● **To do**
Check each line below for the word "EXISTS", and copy those that have it.

● **Given entries**
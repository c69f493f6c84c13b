//! SQLite implementation of the store traits.

use async_trait::async_trait;
use chrono::{DateTime, Utc};
use sqlx::{FromRow, SqlitePool};

use super::{PushSubscriptionStore, RequestCounter, UserStore};
use crate::error::{Error, Result};
use crate::models::{
    MediaType, PushSubscription, RequestStatus, User, UserNotificationSettings,
};
use crate::permissions::{PermissionCheck, Permissions, has_permission};

/// SQLite-backed store.
pub struct SqliteStore {
    pool: SqlitePool,
}

/// Raw user row; permissions and settings are decoded into domain types.
#[derive(Debug, Clone, FromRow)]
struct UserRow {
    id: i64,
    display_name: String,
    email: String,
    permissions: i64,
    is_owner: bool,
    movie_quota_limit: Option<i64>,
    movie_quota_days: Option<i64>,
    tv_quota_limit: Option<i64>,
    tv_quota_days: Option<i64>,
    /// JSON blob of per-user notification settings.
    settings: Option<String>,
}

impl UserRow {
    fn into_user(self) -> Result<User> {
        let settings = match self.settings.as_deref() {
            Some(raw) if !raw.is_empty() => serde_json::from_str(raw)?,
            _ => UserNotificationSettings::default(),
        };
        Ok(User {
            id: self.id,
            display_name: self.display_name,
            email: self.email,
            permissions: Permissions::from_bits_truncate(self.permissions as u32),
            is_owner: self.is_owner,
            movie_quota_limit: self.movie_quota_limit.map(|v| v.max(0) as u64),
            movie_quota_days: self.movie_quota_days.map(|v| v.max(0) as u64),
            tv_quota_limit: self.tv_quota_limit.map(|v| v.max(0) as u64),
            tv_quota_days: self.tv_quota_days.map(|v| v.max(0) as u64),
            settings,
        })
    }
}

#[derive(Debug, Clone, FromRow)]
struct PushSubscriptionRow {
    id: String,
    user_id: i64,
    endpoint: String,
    p256dh: String,
    auth: String,
}

impl From<PushSubscriptionRow> for PushSubscription {
    fn from(row: PushSubscriptionRow) -> Self {
        Self {
            id: row.id,
            user_id: row.user_id,
            endpoint: row.endpoint,
            p256dh: row.p256dh,
            auth: row.auth,
        }
    }
}

impl SqliteStore {
    #[must_use]
    pub fn new(pool: SqlitePool) -> Self {
        Self { pool }
    }

    /// Create the tables this store reads, when they do not exist yet.
    pub async fn ensure_schema(&self) -> Result<()> {
        // raw_sql: the schema is a multi-statement batch.
        sqlx::raw_sql(
            r#"
            CREATE TABLE IF NOT EXISTS user (
                id INTEGER PRIMARY KEY,
                display_name TEXT NOT NULL,
                email TEXT NOT NULL,
                permissions INTEGER NOT NULL DEFAULT 0,
                is_owner INTEGER NOT NULL DEFAULT 0,
                movie_quota_limit INTEGER,
                movie_quota_days INTEGER,
                tv_quota_limit INTEGER,
                tv_quota_days INTEGER,
                settings TEXT
            );

            CREATE TABLE IF NOT EXISTS push_subscription (
                id TEXT PRIMARY KEY,
                user_id INTEGER NOT NULL REFERENCES user(id) ON DELETE CASCADE,
                endpoint TEXT NOT NULL,
                p256dh TEXT NOT NULL,
                auth TEXT NOT NULL
            );

            CREATE TABLE IF NOT EXISTS media_request (
                id INTEGER PRIMARY KEY,
                user_id INTEGER NOT NULL REFERENCES user(id),
                media_type TEXT NOT NULL,
                status TEXT NOT NULL,
                created_at TEXT NOT NULL
            );

            CREATE TABLE IF NOT EXISTS season_request (
                id INTEGER PRIMARY KEY,
                request_id INTEGER NOT NULL REFERENCES media_request(id) ON DELETE CASCADE,
                season_number INTEGER NOT NULL
            );
            "#,
        )
        .execute(&self.pool)
        .await?;
        Ok(())
    }
}

#[async_trait]
impl UserStore for SqliteStore {
    async fn owner(&self) -> Result<User> {
        let row = sqlx::query_as::<_, UserRow>("SELECT * FROM user WHERE is_owner = 1 LIMIT 1")
            .fetch_optional(&self.pool)
            .await?
            .ok_or_else(|| Error::not_found("User", "owner"))?;
        row.into_user()
    }

    async fn list_users_with_permission(
        &self,
        required: Permissions,
        check: PermissionCheck,
    ) -> Result<Vec<User>> {
        // Implied grants (ADMIN, MANAGE_REQUESTS over auto-approval) cannot be
        // expressed as a bit test in SQL, so filtering happens in Rust.
        let rows = sqlx::query_as::<_, UserRow>("SELECT * FROM user ORDER BY id")
            .fetch_all(&self.pool)
            .await?;

        let mut users = Vec::new();
        for row in rows {
            let user = row.into_user()?;
            if has_permission(required, user.effective_permissions(), check) {
                users.push(user);
            }
        }
        Ok(users)
    }
}

#[async_trait]
impl PushSubscriptionStore for SqliteStore {
    async fn list_for_user(&self, user_id: i64) -> Result<Vec<PushSubscription>> {
        let rows = sqlx::query_as::<_, PushSubscriptionRow>(
            "SELECT * FROM push_subscription WHERE user_id = ? ORDER BY id",
        )
        .bind(user_id)
        .fetch_all(&self.pool)
        .await?;
        Ok(rows.into_iter().map(PushSubscription::from).collect())
    }

    async fn remove(&self, id: &str) -> Result<()> {
        sqlx::query("DELETE FROM push_subscription WHERE id = ?")
            .bind(id)
            .execute(&self.pool)
            .await?;
        Ok(())
    }
}

#[async_trait]
impl RequestCounter for SqliteStore {
    async fn count_requests(
        &self,
        user_id: i64,
        media_type: MediaType,
        since: Option<DateTime<Utc>>,
        exclude_status: RequestStatus,
    ) -> Result<u64> {
        let media_type_str = media_type.to_string();
        let exclude_status_str = exclude_status.to_string();
        let since_str = since.map(|s| s.to_rfc3339());

        // A series request consumes one quota unit per season row; a movie
        // request consumes one unit per request.
        let count: i64 = match (media_type, since_str) {
            (MediaType::Movie, Some(cutoff)) => {
                sqlx::query_scalar(
                    r#"
                    SELECT COUNT(*) FROM media_request
                    WHERE user_id = ? AND media_type = ? AND status != ? AND created_at >= ?
                    "#,
                )
                .bind(user_id)
                .bind(&media_type_str)
                .bind(&exclude_status_str)
                .bind(&cutoff)
                .fetch_one(&self.pool)
                .await?
            }
            (MediaType::Movie, None) => {
                sqlx::query_scalar(
                    r#"
                    SELECT COUNT(*) FROM media_request
                    WHERE user_id = ? AND media_type = ? AND status != ?
                    "#,
                )
                .bind(user_id)
                .bind(&media_type_str)
                .bind(&exclude_status_str)
                .fetch_one(&self.pool)
                .await?
            }
            (MediaType::Tv, Some(cutoff)) => {
                sqlx::query_scalar(
                    r#"
                    SELECT COUNT(sr.id) FROM season_request sr
                    INNER JOIN media_request mr ON mr.id = sr.request_id
                    WHERE mr.user_id = ? AND mr.media_type = ? AND mr.status != ?
                      AND mr.created_at >= ?
                    "#,
                )
                .bind(user_id)
                .bind(&media_type_str)
                .bind(&exclude_status_str)
                .bind(&cutoff)
                .fetch_one(&self.pool)
                .await?
            }
            (MediaType::Tv, None) => {
                sqlx::query_scalar(
                    r#"
                    SELECT COUNT(sr.id) FROM season_request sr
                    INNER JOIN media_request mr ON mr.id = sr.request_id
                    WHERE mr.user_id = ? AND mr.media_type = ? AND mr.status != ?
                    "#,
                )
                .bind(user_id)
                .bind(&media_type_str)
                .bind(&exclude_status_str)
                .fetch_one(&self.pool)
                .await?
            }
        };

        Ok(count.max(0) as u64)
    }
}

● **Answer below**
            CREATE TABLE IF NOT EXISTS user (
            CREATE TABLE IF NOT EXISTS push_subscription (
            CREATE TABLE IF NOT EXISTS media_request (
            CREATE TABLE IF NOT EXISTS season_request (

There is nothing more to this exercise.